Support level: Community

What is Actual Budget

Actual Budget is a web-based financial management software. It helps users track and manage their income, expenses, and budgets in real time. The software compares actual spending with planned budgets to improve financial decisions.

-- https://actualbudget.org/

This guide explains how to configure Actual Budget to use authentik as the OAuth provider for logging in to the Web GUI.

Preparation

The following placeholders are used in this guide:

  • actual.company is the FQDN of the Actual Budget installation.
  • authentik.company is the FQDN of the authentik installation.

authentik configuration

Create an OAuth2/OpenID provider and an application in authentik. Use the following parameters for the OAuth2/OpenID provider:

Provider:

  • Name: SP-actual
  • Client type: Confidential
  • Redirect URIs/Origins (RegEx): https://actual.company/openid/callback
  • Signing Key: Select any available signing keys.
info

Actual Budget supports the RS256 algorithm. Be aware of this when choosing the appropriate signing key.

Take note of the Client ID and Client Secret; you will need to provide them to Actual Budget in the last step.

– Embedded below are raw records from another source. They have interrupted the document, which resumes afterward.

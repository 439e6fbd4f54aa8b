//! Networking primitives.
//!
//! Framing:
//! - client -> relay: `[type:1][payload]`
//! - relay -> client: `[sender index:1][type:1][payload]`
//!
//! Payloads are the fixed-size records from [`crate::wire`]. Nothing here is
//! reliable: datagrams may be lost, duplicated, or reordered.

use std::net::SocketAddr;

use anyhow::Context;
use bytes::{BufMut, Bytes, BytesMut};
use tokio::net::UdpSocket;

use crate::{
    impulse::Impulse,
    wire::{DecodeError, EntitySnapshot, SyncPayload},
};

/// Largest datagram read from the socket.
pub const MAX_DATAGRAM: usize = 256;

/// One-byte packet type tag.
#[derive(Debug, Clone, Copy, PartialEq, Eq, Hash)]
#[repr(u8)]
pub enum PacketType {
    Join = 0,
    Impulse = 1,
    PositionSync = 2,
    Summon = 3,
    Kill = 4,
    Quit = 5,
}

impl TryFrom<u8> for PacketType {
    type Error = DecodeError;

    fn try_from(tag: u8) -> Result<Self, DecodeError> {
        Ok(match tag {
            0 => PacketType::Join,
            1 => PacketType::Impulse,
            2 => PacketType::PositionSync,
            3 => PacketType::Summon,
            4 => PacketType::Kill,
            5 => PacketType::Quit,
            other => return Err(DecodeError::UnknownPacketType(other)),
        })
    }
}

/// Messages a client sends to the relay.
#[derive(Debug, Clone, PartialEq)]
pub enum ClientMsg {
    /// Announce (or answer an announcement of) the local player.
    Join(EntitySnapshot),
    /// The local player accepted a force.
    Impulse(Impulse),
    /// The local player's force queue drained.
    PositionSync(SyncPayload),
    /// The client is leaving.
    Quit,
}

impl ClientMsg {
    pub fn packet_type(&self) -> PacketType {
        match self {
            ClientMsg::Join(_) => PacketType::Join,
            ClientMsg::Impulse(_) => PacketType::Impulse,
            ClientMsg::PositionSync(_) => PacketType::PositionSync,
            ClientMsg::Quit => PacketType::Quit,
        }
    }

    pub fn encode(&self) -> Bytes {
        let payload = match self {
            ClientMsg::Join(snap) => snap.to_bytes(),
            ClientMsg::Impulse(imp) => imp.to_bytes(),
            ClientMsg::PositionSync(sync) => sync.to_bytes(),
            ClientMsg::Quit => Bytes::new(),
        };
        let mut buf = BytesMut::with_capacity(1 + payload.len());
        buf.put_u8(self.packet_type() as u8);
        buf.extend_from_slice(&payload);
        buf.freeze()
    }
}

/// A datagram as delivered by the relay, split into its frame fields.
#[derive(Debug, Clone, Copy, PartialEq, Eq)]
pub struct RelayedFrame<'a> {
    pub sender: u8,
    pub tag: u8,
    pub payload: &'a [u8],
}

impl<'a> RelayedFrame<'a> {
    pub fn split(datagram: &'a [u8]) -> Result<Self, DecodeError> {
        match datagram {
            [] => Err(DecodeError::EmptyDatagram),
            [_] => Err(DecodeError::UnexpectedEof {
                needed: 1,
                remaining: 0,
            }),
            [sender, tag, payload @ ..] => Ok(Self {
                sender: *sender,
                tag: *tag,
                payload,
            }),
        }
    }
}

/// Decoded body of a relayed message.
#[derive(Debug, Clone, PartialEq)]
pub enum PeerBody {
    Join(EntitySnapshot),
    Impulse(Impulse),
    PositionSync(SyncPayload),
    /// Any tag the receive loop does not handle. Ends the session.
    Unhandled(u8),
}

/// A message from another client, tagged with its relay index.
#[derive(Debug, Clone, PartialEq)]
pub struct PeerMsg {
    pub sender: u8,
    pub body: PeerBody,
}

impl PeerMsg {
    pub fn decode(datagram: &[u8]) -> Result<Self, DecodeError> {
        let frame = RelayedFrame::split(datagram)?;
        let body = match PacketType::try_from(frame.tag) {
            Ok(PacketType::Join) => PeerBody::Join(EntitySnapshot::from_bytes(frame.payload)?),
            Ok(PacketType::Impulse) => PeerBody::Impulse(Impulse::from_bytes(frame.payload)?),
            Ok(PacketType::PositionSync) => {
                PeerBody::PositionSync(SyncPayload::from_bytes(frame.payload)?)
            }
            _ => PeerBody::Unhandled(frame.tag),
        };
        Ok(Self {
            sender: frame.sender,
            body,
        })
    }
}

/// Prefixes `payload` with the sender's relay index.
pub fn relay_frame(sender: u8, payload: &[u8]) -> Bytes {
    let mut buf = BytesMut::with_capacity(1 + payload.len());
    buf.put_u8(sender);
    buf.extend_from_slice(payload);
    buf.freeze()
}

/// Unreliable channel over UDP, bound to a single peer (the relay).
#[derive(Debug)]
pub struct DatagramConn {
    socket: UdpSocket,
    peer: SocketAddr,
}

impl DatagramConn {
    pub async fn connect(bind_addr: SocketAddr, peer: SocketAddr) -> anyhow::Result<Self> {
        let socket = UdpSocket::bind(bind_addr).await.context("udp bind")?;
        socket.connect(peer).await.context("udp connect")?;
        Ok(Self { socket, peer })
    }

    pub async fn send(&self, datagram: &[u8]) -> anyhow::Result<()> {
        self.socket.send(datagram).await.context("udp send")?;
        Ok(())
    }

    pub async fn send_msg(&self, msg: &ClientMsg) -> anyhow::Result<()> {
        self.send(&msg.encode()).await
    }

    /// Receives one datagram, truncated to [`MAX_DATAGRAM`] bytes.
    pub async fn recv(&self) -> anyhow::Result<Bytes> {
        let mut buf = [0u8; MAX_DATAGRAM];
        let n = self.socket.recv(&mut buf).await.context("udp recv")?;
        Ok(Bytes::copy_from_slice(&buf[..n]))
    }

    pub fn peer_addr(&self) -> SocketAddr {
        self.peer
    }

    pub fn local_addr(&self) -> anyhow::Result<SocketAddr> {
        Ok(self.socket.local_addr()?)
    }
}

#[cfg(test)]
mod tests {
    use super::*;
    use crate::wire::PositionSync;

    #[test]
    fn client_msg_is_tag_then_payload() {
        let imp = Impulse::new(1.0, 0.0, 0.1, false, 5.0);
        let bytes = ClientMsg::Impulse(imp.clone()).encode();
        assert_eq!(bytes[0], 1);
        assert_eq!(&bytes[1..], &imp.to_bytes()[..]);

        assert_eq!(&ClientMsg::Quit.encode()[..], &[5]);
    }

    #[test]
    fn relayed_join_decodes() {
        let snap = EntitySnapshot {
            x: 10,
            y: 20,
            max_stack_depth: 1,
            max_speed: 5,
            falloff: 0.1,
        };
        let datagram = relay_frame(3, &ClientMsg::Join(snap).encode());
        let msg = PeerMsg::decode(&datagram).unwrap();
        assert_eq!(msg.sender, 3);
        assert_eq!(msg.body, PeerBody::Join(snap));
    }

    #[test]
    fn relayed_sync_decodes() {
        let sync = SyncPayload {
            position: PositionSync { x: 40, y: 50 },
            impulse: Impulse::new(-2.0, 0.0, 0.1, false, 5.0),
        };
        let datagram = relay_frame(0, &ClientMsg::PositionSync(sync.clone()).encode());
        assert_eq!(
            PeerMsg::decode(&datagram).unwrap().body,
            PeerBody::PositionSync(sync)
        );
    }

    #[test]
    fn unhandled_tags_are_surfaced() {
        for tag in [3u8, 4, 5, 200] {
            let msg = PeerMsg::decode(&[1, tag, 9, 9]).unwrap();
            assert_eq!(msg.body, PeerBody::Unhandled(tag));
        }
        assert_eq!(PacketType::try_from(9), Err(DecodeError::UnknownPacketType(9)));
    }

    #[tokio::test]
    async fn conn_talks_to_its_peer_and_truncates() {
        let peer = UdpSocket::bind("127.0.0.1:0").await.unwrap();
        let peer_addr = peer.local_addr().unwrap();
        let conn = DatagramConn::connect("127.0.0.1:0".parse().unwrap(), peer_addr)
            .await
            .unwrap();
        assert_eq!(conn.peer_addr(), peer_addr);

        conn.send_msg(&ClientMsg::Quit).await.unwrap();
        let mut buf = [0u8; 8];
        let (n, from) = peer.recv_from(&mut buf).await.unwrap();
        assert_eq!(&buf[..n], &[5]);
        assert_eq!(from, conn.local_addr().unwrap());

        peer.send_to(&[7u8; 300], from).await.unwrap();
        let got = conn.recv().await.unwrap();
        assert_eq!(got.len(), MAX_DATAGRAM);
    }

    #[test]
    fn short_datagrams_fail_to_decode() {
        assert_eq!(PeerMsg::decode(&[]), Err(DecodeError::EmptyDatagram));
        assert!(PeerMsg::decode(&[1]).is_err());
        assert!(matches!(
            PeerMsg::decode(&[1, 1, 0, 0]),
            Err(DecodeError::UnexpectedEof { .. })
        ));
    }
}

Leave the remaining values as default. Durations can be adjusted as needed.

Application:

  • Name: Actual Budget
  • Slug: actual
  • Launch URL: https://actual.company/

Actual Budget configuration

  1. Sign in to Actual Budget with a browser of your choice and access your budget by clicking on its name.

  2. Click your budget in the top-left corner to open the dropdown menu and select Settings.

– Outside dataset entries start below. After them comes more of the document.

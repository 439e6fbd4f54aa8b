//! Two headless clients talking through a live relay.

use std::time::Duration;

use blastar_client::{client::ClientState, input::InputState};
use blastar_shared::render::KeySet;
use blastar_tests::{connect_client, idle, init_tracing, spawn_relay, FRAME_GAP, MAX_FRAMES};
use tracing::info;

#[tokio::test(flavor = "multi_thread", worker_threads = 2)]
async fn peers_discover_and_mirror_each_other() -> anyhow::Result<()> {
    init_tracing();
    let (cfg, relay) = spawn_relay().await?;

    let mut a = connect_client(&cfg).await?;
    // Let the relay register `a` before `b` shows up.
    tokio::time::sleep(Duration::from_millis(50)).await;
    let mut b = connect_client(&cfg).await?;

    // `a` hears b's join and answers; `b` learns about `a` from the answer.
    let idle = idle(&cfg);
    let mut frames = 0;
    while a.sync.peer_count() == 0 || b.sync.peer_count() == 0 {
        anyhow::ensure!(frames < MAX_FRAMES, "peers never discovered each other");
        a.frame(&idle).await?;
        b.frame(&idle).await?;
        tokio::time::sleep(FRAME_GAP).await;
        frames += 1;
    }
    info!(frames, "Peers discovered");

    // Relay indices follow first contact.
    let a_in_b = b.sync.peer(0).expect("b knows a as index 0");
    assert!(a.sync.peer(1).is_some());
    assert_eq!(b.game.manager().get(a_in_b).unwrap().id(), "Player_0");

    // Steer `a` right; b's copy of `a` follows.
    let start = b.game.manager().get(a_in_b).unwrap().position().x;
    let right = InputState::new(KeySet::RIGHT, cfg.target_fps as f32);
    for _ in 0..20 {
        a.frame(&right).await?;
        b.frame(&idle).await?;
        tokio::time::sleep(FRAME_GAP).await;
    }
    let mut moved = false;
    for _ in 0..MAX_FRAMES {
        b.frame(&idle).await?;
        if b.game.manager().get(a_in_b).unwrap().position().x > start {
            moved = true;
            break;
        }
        tokio::time::sleep(FRAME_GAP).await;
    }
    assert!(moved, "b never saw a move");

    // Leaving sends a quit, which ends b's receive loop.
    a.quit().await?;
    for _ in 0..MAX_FRAMES {
        if b.state == ClientState::Disconnected {
            break;
        }
        b.frame(&idle).await?;
        tokio::time::sleep(FRAME_GAP).await;
    }
    assert_eq!(b.state, ClientState::Disconnected);

    // The local simulation keeps running.
    let frame = b.game.manager().frame();
    b.frame(&idle).await?;
    assert_eq!(b.game.manager().frame(), frame + 1);

    relay.abort();
    Ok(())
}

  3. Scroll to the bottom and select Show advanced settings. Scroll again and select I understand the risks, show experimental features.

  4. To enable the option OpenID authentication method select the checkbox next to it.

  5. Scroll up to the new option Authentication method... and click Start using OpenID.

  6. Set the following values from the authentik provider:

    • Set OpenID Provider to authentik
    • Set OpenID provider URL to https://authentik.company/application/o/actual/
    • Set Client ID to client-id
    • Set Client secret to client-secret
warning

The first user to log into Actual Budget via OpenID will become the owner and administrator with the highest privileges for the budget. For more information on how to create additional users, see the Note below.

Test the login

  • Open a browser of your choice and navigate to https://actual.company.
  • Select the OpenID login method in the dropdown menu and click Sign in with OpenID.
  • You should be redirected to authentik (with the login flows you created), and then authentik will redirect you back to the https://actual.company URL.
  • If you are redirected back to the https://actual.company URL and can see the budget file selection page, the setup was successful.
info

Users are not automatically created when logging in with authentik. The owner must manually create each user in Actual Budget. To do so, click Server online at the top next to your name and select User Directory. Add a new user. The Username must match the one in authentik. You can now grant the new user access to your budget by clicking Server online next to your name at the top and selecting User Access.